Print out the entries that follow exactly, missing none.

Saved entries
================================

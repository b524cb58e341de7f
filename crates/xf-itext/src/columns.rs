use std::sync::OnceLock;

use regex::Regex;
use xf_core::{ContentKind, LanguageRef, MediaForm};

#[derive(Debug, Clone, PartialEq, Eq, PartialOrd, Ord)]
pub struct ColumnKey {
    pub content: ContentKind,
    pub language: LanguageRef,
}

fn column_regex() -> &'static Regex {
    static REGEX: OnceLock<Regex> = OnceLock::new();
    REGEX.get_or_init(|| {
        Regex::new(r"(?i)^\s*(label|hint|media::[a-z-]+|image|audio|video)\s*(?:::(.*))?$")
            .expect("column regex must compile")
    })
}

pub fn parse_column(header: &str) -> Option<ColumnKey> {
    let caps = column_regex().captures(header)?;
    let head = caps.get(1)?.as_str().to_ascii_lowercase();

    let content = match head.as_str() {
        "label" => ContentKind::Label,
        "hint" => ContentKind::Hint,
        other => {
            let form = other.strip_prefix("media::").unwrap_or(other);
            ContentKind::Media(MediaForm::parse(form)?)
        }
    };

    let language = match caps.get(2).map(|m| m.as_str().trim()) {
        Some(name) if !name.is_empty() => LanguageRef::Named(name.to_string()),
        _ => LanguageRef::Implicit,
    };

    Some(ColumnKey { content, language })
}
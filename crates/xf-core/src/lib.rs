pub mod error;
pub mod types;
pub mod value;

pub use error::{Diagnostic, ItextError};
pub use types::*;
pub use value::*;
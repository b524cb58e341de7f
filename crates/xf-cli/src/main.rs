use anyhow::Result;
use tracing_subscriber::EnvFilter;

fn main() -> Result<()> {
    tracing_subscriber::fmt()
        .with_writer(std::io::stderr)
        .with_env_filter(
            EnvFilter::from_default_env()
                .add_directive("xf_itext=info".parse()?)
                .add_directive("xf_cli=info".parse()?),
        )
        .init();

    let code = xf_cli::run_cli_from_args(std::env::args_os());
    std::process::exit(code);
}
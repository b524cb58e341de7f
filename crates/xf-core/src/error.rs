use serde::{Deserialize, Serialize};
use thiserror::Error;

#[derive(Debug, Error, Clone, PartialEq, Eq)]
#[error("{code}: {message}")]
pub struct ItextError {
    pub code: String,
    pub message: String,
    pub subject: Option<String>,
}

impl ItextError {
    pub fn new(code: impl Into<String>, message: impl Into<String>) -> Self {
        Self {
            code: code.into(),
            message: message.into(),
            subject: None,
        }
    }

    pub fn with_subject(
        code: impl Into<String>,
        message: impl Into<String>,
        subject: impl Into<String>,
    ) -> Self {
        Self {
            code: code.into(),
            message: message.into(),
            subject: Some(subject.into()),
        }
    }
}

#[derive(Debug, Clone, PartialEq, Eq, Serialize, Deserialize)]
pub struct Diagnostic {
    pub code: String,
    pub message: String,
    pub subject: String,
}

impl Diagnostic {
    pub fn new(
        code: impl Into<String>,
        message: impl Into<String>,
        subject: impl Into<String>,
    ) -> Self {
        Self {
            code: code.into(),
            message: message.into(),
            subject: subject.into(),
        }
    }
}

================================

**Task result:**
repository b524cb58e341de7f
filename crates/xf-itext/src/columns.rs
use std::sync::OnceLock;

use regex::Regex;
use xf_core::{ContentKind, LanguageRef, MediaForm};

#[derive(Debug, Clone, PartialEq, Eq, PartialOrd, Ord)]
pub struct ColumnKey {
    pub content: ContentKind,
    pub language: LanguageRef,
}

fn column_regex() -> &'static Regex {
    static REGEX: OnceLock<Regex> = OnceLock::new();
    REGEX.get_or_init(|| {
        Regex::new(r"(?i)^\s*(label|hint|media::[a-z-]+|image|audio|video)\s*(?:::(.*))?$")
            .expect("column regex must compile")
    })
}

pub fn parse_column(header: &str) -> Option<ColumnKey> {
    let caps = column_regex().captures(header)?;
    let head = caps.get(1)?.as_str().to_ascii_lowercase();

    let content = match head.as_str() {
        "label" => ContentKind::Label,
        "hint" => ContentKind::Hint,
        other => {
            let form = other.strip_prefix("media::").unwrap_or(other);
            ContentKind::Media(MediaForm::parse(form)?)
        }
    };

    let language = match caps.get(2).map(|m| m.as_str().trim()) {
        Some(name) if !name.is_empty() => LanguageRef::Named(name.to_string()),
        _ => LanguageRef::Implicit,
    };

    Some(ColumnKey { content, language })
}
filename crates/xf-core/src/lib.rs
pub mod error;
pub mod types;
pub mod value;

pub use error::{Diagnostic, ItextError};
pub use types::*;
pub use value::*;
repository b524cb58e341de7f
filename crates/xf-cli/src/main.rs
use anyhow::Result;
use tracing_subscriber::EnvFilter;

fn main() -> Result<()> {
    tracing_subscriber::fmt()
        .with_writer(std::io::stderr)
        .with_env_filter(
            EnvFilter::from_default_env()
                .add_directive("xf_itext=info".parse()?)
                .add_directive("xf_cli=info".parse()?),
        )
        .init();

    let code = xf_cli::run_cli_from_args(std::env::args_os());
    std::process::exit(code);
}
repository b524cb58e341de7f
filename crates/xf-core/src/error.rs
use serde::{Deserialize, Serialize};
use thiserror::Error;

#[derive(Debug, Error, Clone, PartialEq, Eq)]
#[error("{code}: {message}")]
pub struct ItextError {
    pub code: String,
    pub message: String,
    pub subject: Option<String>,
}

impl ItextError {
    pub fn new(code: impl Into<String>, message: impl Into<String>) -> Self {
        Self {
            code: code.into(),
            message: message.into(),
            subject: None,
        }
    }

    pub fn with_subject(
        code: impl Into<String>,
        message: impl Into<String>,
        subject: impl Into<String>,
    ) -> Self {
        Self {
            code: code.into(),
            message: message.into(),
            subject: Some(subject.into()),
        }
    }
}

#[derive(Debug, Clone, PartialEq, Eq, Serialize, Deserialize)]
pub struct Diagnostic {
    pub code: String,
    pub message: String,
    pub subject: String,
}

impl Diagnostic {
    pub fn new(
        code: impl Into<String>,
        message: impl Into<String>,
        subject: impl Into<String>,
    ) -> Self {
        Self {
            code: code.into(),
            message: message.into(),
            subject: subject.into(),
        }
    }
}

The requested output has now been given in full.